El único "pero" son los mínimos cambios introducidos por el director respecto a la trama original: la intro (que despedaza la importante circularidad del relato), los créditos (que avanzan una parte de la historia mimada por el cómic original), los apuntes políticos concretos (que intentan anclar la trama en la época Nixon sin tener en cuenta que el argumento original es mucho más universal sin necesidad de concreciones) y el cambio final (que ni resta ni suma, así que... ¿para qué?). Así puestos todos de corrido, los puntos negativos parecen mucho peores de lo que son en realidad. Porque sí: Watchmen pierde las múltiples capas originales de Alan Moore. Y también: lo que podría haber sido cine multi-capa en manos de un cineasta más dotado y/o interesado (y el primero que me viene a la cabeza es Bryan Singer) acaba siendo puro cine palomitero. ¡Pero vaya gozada de cine palomitero!

miércoles, 25 de marzo de 2009

cine. Cine en capas (1): Gran Torino


Así como los autores tienen sus constantes, parece que los críticos (incluso los de andar por casa, como yo) también. En mi caso, un concepto al que suelo recurrir para explicar muchas de las películas que me apasionan es el de las capas de sentido: cuando un film presenta una superficie (estética y de sentido) interesante pero, además, atesora muchas otras capas escondidas que has de desflorar suavemente. Son capas soterradas que saboreas... si quieres, ya que incluso quedándote en la capa superficial tendrás suficiente para ver colmadas tus expectativas.

Esta introducción viene a cuento para explicar mi "problema" con Clint Eastwood. Por mucho que saliera del cine con lágrimas en los ojos y el corazón encendido después de ver Million Dollar Baby, a la semana renegaba ligeramente de ella por ser facilona, unilateral, sensiblera y con un gusto por el clasicismo tremendamente retrógrado. Con Gran Torino podría pasarme lo mismo... pero no voy a permitirlo. Porque si algo he aprendido del último film de Eastwood es que la simplicidad y el clasicismo no tienen por qué ser algo que reste, sino que pueden ser la base de una maravillosa suma. Siempre que el director sepa cómo manejar esa simplicidad, claro está. Y Eastwood sabe. Eastwood sabe que la suma de unas partes clásicas, simples hasta más no poder, pueden arrojar un resultado de calidad imperativa. En esta ocasión, el argumento hacía presagiar lo peor: ¿un veterano de Vietnam que vive en un barrio plagado de asiáticos pero que aprende a amarlos gracias a su amistad con su vecino adolescente? Una cosa es ser clásico... ¡y otra retrógrado!

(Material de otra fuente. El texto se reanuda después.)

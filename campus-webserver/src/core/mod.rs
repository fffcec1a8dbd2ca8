pub use campus_core::{repositories, usecases};

pub mod entities {
    pub use campus_core::entities::*;
}

pub mod prelude {
    pub use super::{entities::*, repositories::*};
}
use super::prelude::*;

#[rustfmt::skip]
#[derive(Debug, Clone, Default)]
pub struct NewRoute {
    pub name          : String,
    pub campus_id     : Option<CampusId>,
    pub route_type_id : Option<RouteTypeId>,
    pub geometry      : String,
    pub description   : Option<String>,
    pub place_ids     : Vec<PlaceId>,
}

pub(crate) fn prepare_route_data<R>(repo: &R, route: NewRoute) -> Result<RouteData>
where
    R: PlaceRepo + CampusRepo + CatalogRepo,
{
    let NewRoute {
        name,
        campus_id,
        route_type_id,
        geometry,
        description,
        mut place_ids,
    } = route;
    let name = super::prepare_name(&name)?;
    let campus_id = campus_id.ok_or(Error::Campus)?;
    super::check_campus(repo, campus_id)?;
    if let Some(type_id) = route_type_id {
        if !repo.all_route_types()?.iter().any(|t| t.id == type_id) {
            return Err(Error::RouteType);
        }
    }
    let geometry = super::prepare_geometry(geometry)?;
    place_ids.sort_unstable();
    place_ids.dedup();
    for place_id in &place_ids {
        match repo.get_place(*place_id) {
            Ok(_) => {}
            Err(RepoError::NotFound) => return Err(Error::Place(*place_id)),
            Err(err) => return Err(err.into()),
        }
    }
    Ok(RouteData {
        name,
        campus_id,
        route_type_id,
        geometry,
        description: super::optional_text(description),
        place_ids,
    })
}

pub fn create_route<R>(repo: &R, new_route: NewRoute, actor: &str) -> Result<Route>
where
    R: RouteRepo + PlaceRepo + CampusRepo + CatalogRepo + HistoryRepo<RouteId>,
{
    super::check_actor(actor)?;
    let data = prepare_route_data(repo, new_route)?;
    let id = repo.create_route(&data)?;
    log::info!(
        "Created route {id} '{}' with {} places",
        data.name,
        data.place_ids.len()
    );
    record_history(repo, HistoryOperation::Create, actor, id, &data.name)?;
    Ok(repo.get_route(id)?)
}
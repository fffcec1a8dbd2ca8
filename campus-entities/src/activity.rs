use crate::time::Timestamp;

/// Who did something and when.
///
/// The actor is the display name of the authenticated
/// user as provided by the identity provider.
#[derive(Debug, Clone, PartialEq, Eq)]
pub struct Activity {
    pub at: Timestamp,
    pub by: String,
}

impl Activity {
    pub fn now(by: impl Into<String>) -> Self {
        Self {
            at: Timestamp::now(),
            by: by.into(),
        }
    }
}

Pero resulta que Eastwood consigue lo imposible: no sólo te la mete doblada sin necesidad de vaselina, sino que además consigue que todos los tópicos de esta trama tele-novelesca funcionen como una maquinaria perfectamente engrasada. Sublime. El argumento se construye a través de retales que has visto mil veces, que conoces y que deberían aburrirte... pero Eastwood sale airoso a la hora de plantártelos delante de la cara y arrebatarte. ¡Ya quisieran otros directores conseguir este máximo partiendo de algo tan mínimo! O, al menos, mínimo a primera vista. Porque la trama sobre inmigración (pertinente e inteligente) se ve enriquecida por otra capa un poco más subterránea pero igualmente evidente: la caída del mito. Ese héroe cotidiano que toma la justicia por su propia mano ya no es lo que era, llevando al espectador hacia el límite de sus propias convicciones cinematográficas gracias a escenas tan brutales en su sencillez como el sacrificio final o la lágrima en la oscuridad (el derrumbamiento del héroe: algo incómodo de ver por la carga de intimidad que comporta).

Puede que no hayan muchas más capas en el cine de Eastwood, pero las que hay se entrelazan con tal maestría que es imposible no rendirse inmediatamente. En su momento, critiqué Million Dollar Baby por su falta de trasfondo, por quedarse en la superficie. Esta vez no voy a permitirlo: ¡Gran Torino es inmensa! (y si me retracto en los próximos días, por favor, cortadme el dedo gordo de pie izquierdo.)